>>>>
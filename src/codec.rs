//! Format detection and (de)serialisation between bytes and tables.
//!
//! Two formats are recognised, chosen by file extension:
//!
//! | Extension | [`FormatKind`] | Reader | Writer |
//! |-----------|----------------|--------|--------|
//! | `.csv`    | `Csv`          | polars CSV reader | polars CSV writer |
//! | `.xlsx`   | `Xlsx`         | calamine (first worksheet) | `rust_xlsxwriter` |
//!
//! The first row of either format is the header. Encoding never writes a
//! row index.

pub mod csv;
pub mod xlsx;

use crate::config::SweeperConfig;
use crate::config::{CsvSettings, XlsxSettings};
use crate::error::{Result, SweeperError};
use crate::table::extension_of;
use polars::prelude::*;
use serde::{Deserialize, Serialize};
use std::str::FromStr;

/// Tabular encodings the pipeline can read and write.
#[derive(Clone, Copy, Debug, PartialEq, Eq, Hash, Serialize, Deserialize)]
pub enum FormatKind {
    /// Comma-delimited text with a header row.
    #[serde(rename = "CSV", alias = "csv", alias = "Csv")]
    Csv,
    /// Office Open XML workbook.
    #[serde(rename = "Excel", alias = "excel", alias = "xlsx", alias = "XLSX", alias = "Xlsx")]
    Xlsx,
}

impl FormatKind {
    pub const ALL: [Self; 2] = [Self::Csv, Self::Xlsx];

    /// Extension written for this format, including the dot.
    pub fn extension(self) -> &'static str {
        match self {
            Self::Csv => ".csv",
            Self::Xlsx => ".xlsx",
        }
    }

    pub fn content_type(self) -> &'static str {
        match self {
            Self::Csv => "text/csv",
            Self::Xlsx => "application/vnd.openxmlformats-officedocument.spreadsheetml.sheet",
        }
    }

    /// Label shown to users when choosing an export target.
    pub fn label(self) -> &'static str {
        match self {
            Self::Csv => "CSV",
            Self::Xlsx => "Excel",
        }
    }

    fn from_extension(ext: &str) -> Option<Self> {
        Self::ALL.into_iter().find(|k| k.extension() == ext)
    }
}

impl std::fmt::Display for FormatKind {
    fn fmt(&self, f: &mut std::fmt::Formatter<'_>) -> std::fmt::Result {
        match self {
            Self::Csv => write!(f, "CSV"),
            Self::Xlsx => write!(f, "XLSX"),
        }
    }
}

impl FromStr for FormatKind {
    type Err = SweeperError;

    /// Accepts `csv`, `excel` and `xlsx` in any case, with or without a dot.
    fn from_str(s: &str) -> Result<Self> {
        match s.trim().trim_start_matches('.').to_lowercase().as_str() {
            "csv" => Ok(Self::Csv),
            "excel" | "xlsx" => Ok(Self::Xlsx),
            other => Err(SweeperError::Config(format!(
                "Unknown export target '{other}' (expected CSV or Excel)"
            ))),
        }
    }
}

/// Detect the format of `file_name` from its extension (case-insensitive).
///
/// # Errors
///
/// [`SweeperError::UnsupportedFormat`] carrying the lower-cased extension
/// (empty when the name has none).
pub fn detect_format(file_name: &str) -> Result<FormatKind> {
    let ext = extension_of(file_name);
    FormatKind::from_extension(&ext).ok_or(SweeperError::UnsupportedFormat(ext))
}

/// Reads and writes tables in every [`FormatKind`].
#[derive(Debug, Clone, Default)]
pub struct FormatCodec {
    csv: CsvSettings,
    xlsx: XlsxSettings,
}

impl FormatCodec {
    pub fn new(csv: CsvSettings, xlsx: XlsxSettings) -> Self {
        Self { csv, xlsx }
    }

    pub fn from_config(config: &SweeperConfig) -> Self {
        Self::new(config.csv.clone(), config.xlsx.clone())
    }

    /// Parse `bytes` as `kind` into a table.
    ///
    /// Columns without a single value are typed `Float64` whatever the
    /// reader inferred, so they count as numeric downstream.
    ///
    /// # Errors
    ///
    /// [`SweeperError::Decode`] when the payload is malformed.
    pub fn decode(&self, bytes: &[u8], kind: FormatKind) -> Result<DataFrame> {
        let df = match kind {
            FormatKind::Csv => csv::read_csv(bytes, &self.csv)?,
            FormatKind::Xlsx => xlsx::read_xlsx(bytes)?,
        };
        tracing::debug!(
            format = %kind,
            rows = df.height(),
            columns = df.width(),
            "decoded table"
        );
        type_empty_columns(df).map_err(|e| SweeperError::decode(kind, e))
    }

    /// Serialise `df` as `kind`: header row, then data rows.
    ///
    /// The returned buffer starts at its first byte.
    ///
    /// # Errors
    ///
    /// [`SweeperError::Encode`] when the writer fails or the table exceeds
    /// the format's limits.
    pub fn encode(&self, df: &DataFrame, kind: FormatKind) -> Result<Vec<u8>> {
        let bytes = match kind {
            FormatKind::Csv => csv::write_csv(df)?,
            FormatKind::Xlsx => xlsx::write_xlsx(df, &self.xlsx)?,
        };
        tracing::debug!(format = %kind, bytes = bytes.len(), "encoded table");
        Ok(bytes)
    }
}

/// Retype all-null columns as `Float64`.
fn type_empty_columns(mut df: DataFrame) -> PolarsResult<DataFrame> {
    let empty: Vec<String> = df
        .get_columns()
        .iter()
        .filter(|c| !c.is_empty() && c.null_count() == c.len() && !c.dtype().is_float())
        .map(|c| c.name().to_string())
        .collect();

    for name in empty {
        let retyped = df
            .column(&name)?
            .as_materialized_series()
            .cast(&DataType::Float64)?;
        df.replace(&name, retyped)?;
    }
    Ok(df)
}
//! Logging setup.
//!
//! Console output always; daily rolling files when a log directory is
//! configured. `RUST_LOG` takes precedence over the configured level.
//!
//! ```no_run
//! use sweeper::config::LogSettings;
//!
//! sweeper::logging::init(&LogSettings::default())?;
//! tracing::info!("ready");
//! # Ok::<(), anyhow::Error>(())
//! ```

use crate::config::LogSettings;
use anyhow::{Context as _, Result};
use std::path::{Path, PathBuf};
use tracing_appender::rolling::{RollingFileAppender, Rotation};
use tracing_subscriber::{
    EnvFilter, Layer as _, fmt, layer::SubscriberExt as _, util::SubscriberInitExt as _,
};

const LOG_FILE_PREFIX: &str = "sweeper";
const MAX_LOG_FILES: usize = 10;

/// Default directory for file logs, under the platform data directory.
pub fn default_log_dir() -> Option<PathBuf> {
    dirs::data_dir().map(|dir| dir.join("sweeper").join("logs"))
}

/// Filter from `RUST_LOG`, falling back to `level`.
pub fn build_filter(level: &str) -> Result<EnvFilter> {
    EnvFilter::try_from_default_env()
        .or_else(|_| EnvFilter::try_new(level))
        .with_context(|| format!("Invalid log level '{level}'"))
}

fn file_appender(dir: &Path) -> Result<RollingFileAppender> {
    std::fs::create_dir_all(dir)
        .with_context(|| format!("Failed to create log directory: {}", dir.display()))?;

    RollingFileAppender::builder()
        .rotation(Rotation::DAILY)
        .max_log_files(MAX_LOG_FILES)
        .filename_prefix(LOG_FILE_PREFIX)
        .filename_suffix("log")
        .build(dir)
        .context("Failed to create log file appender")
}

/// Install the global subscriber. Call once at startup.
///
/// # Errors
///
/// Fails on an invalid level, an unusable log directory or when a global
/// subscriber is already set.
pub fn init(settings: &LogSettings) -> Result<()> {
    let filter = build_filter(&settings.level)?;

    let console_layer = fmt::layer()
        .with_target(false)
        .with_writer(std::io::stderr);

    let file_layer = settings
        .directory
        .as_deref()
        .map(file_appender)
        .transpose()?
        .map(|appender| {
            fmt::layer()
                .with_target(true)
                .with_line_number(true)
                .with_ansi(false)
                .with_writer(appender)
                .boxed()
        });

    tracing_subscriber::registry()
        .with(filter)
        .with(console_layer)
        .with(file_layer)
        .try_init()
        .context("Failed to install tracing subscriber")?;

    if let Some(dir) = &settings.directory {
        tracing::debug!("Logging to {}", current_log_path(dir).display());
    }
    Ok(())
}

/// Path of today's log file in `dir`.
pub fn current_log_path(dir: &Path) -> PathBuf {
    let today = chrono::Local::now().format("%Y-%m-%d");
    dir.join(format!("{LOG_FILE_PREFIX}.{today}.log"))
}
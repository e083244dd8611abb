//! Export planning: output naming, content type and serialisation.

use crate::codec::{FormatCodec, FormatKind};
use crate::error::Result;
use crate::table::SourceFile;
use polars::prelude::DataFrame;
use serde::{Deserialize, Serialize};

/// Requested output format for one file.
#[derive(Clone, Copy, Debug, PartialEq, Eq, Serialize, Deserialize)]
pub struct ExportRequest {
    pub target: FormatKind,
}

impl Default for ExportRequest {
    fn default() -> Self {
        Self {
            target: FormatKind::Csv,
        }
    }
}

/// Output name and MIME type derived from the original file name.
#[derive(Clone, Debug, PartialEq, Eq, Serialize, Deserialize)]
pub struct ExportPlan {
    pub file_name: String,
    pub content_type: String,
}

/// A converted file ready for download. Owned by the caller once returned.
#[derive(Clone, PartialEq, Eq, Serialize)]
pub struct ExportArtifact {
    pub file_name: String,
    pub content_type: String,
    #[serde(skip)]
    pub bytes: Vec<u8>,
}

impl ExportArtifact {
    pub fn len(&self) -> usize {
        self.bytes.len()
    }

    pub fn is_empty(&self) -> bool {
        self.bytes.is_empty()
    }

    pub fn into_bytes(self) -> Vec<u8> {
        self.bytes
    }
}

impl std::fmt::Debug for ExportArtifact {
    fn fmt(&self, f: &mut std::fmt::Formatter<'_>) -> std::fmt::Result {
        f.debug_struct("ExportArtifact")
            .field("file_name", &self.file_name)
            .field("content_type", &self.content_type)
            .field("bytes", &self.bytes.len())
            .finish()
    }
}

/// Replace the trailing `original_extension` of `original_file_name` with the
/// target's extension.
///
/// The extension is matched case-insensitively and only at the end of the
/// name. A name that does not end with it gets the target extension
/// appended.
pub fn plan(original_file_name: &str, original_extension: &str, target: FormatKind) -> ExportPlan {
    let stem = strip_suffix_ignore_case(original_file_name, original_extension)
        .filter(|_| !original_extension.is_empty())
        .unwrap_or(original_file_name);

    ExportPlan {
        file_name: format!("{stem}{}", target.extension()),
        content_type: target.content_type().to_owned(),
    }
}

fn strip_suffix_ignore_case<'a>(name: &'a str, suffix: &str) -> Option<&'a str> {
    let split = name.len().checked_sub(suffix.len())?;
    let (stem, tail) = (name.get(..split)?, name.get(split..)?);
    tail.eq_ignore_ascii_case(suffix).then_some(stem)
}

/// Turns tables into [`ExportArtifact`]s.
#[derive(Debug, Clone, Default)]
pub struct ExportPlanner {
    codec: FormatCodec,
}

impl ExportPlanner {
    pub fn new(codec: FormatCodec) -> Self {
        Self { codec }
    }

    pub fn encode(&self, df: &DataFrame, target: FormatKind) -> Result<Vec<u8>> {
        self.codec.encode(df, target)
    }

    /// Plan the output for `source` and serialise `df` into it.
    pub fn export(
        &self,
        df: &DataFrame,
        source: &SourceFile,
        request: &ExportRequest,
    ) -> Result<ExportArtifact> {
        let ExportPlan {
            file_name,
            content_type,
        } = plan(source.name(), source.extension(), request.target);
        let bytes = self.encode(df, request.target)?;

        Ok(ExportArtifact {
            file_name,
            content_type,
            bytes,
        })
    }
}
<<<<
• [PROBLEM DESCRIPTION]: Read through the listing and copy each line in which the word "FromStr" occurs.

• [TASK SOLUTION]:
use std::str::FromStr;
impl FromStr for FormatKind {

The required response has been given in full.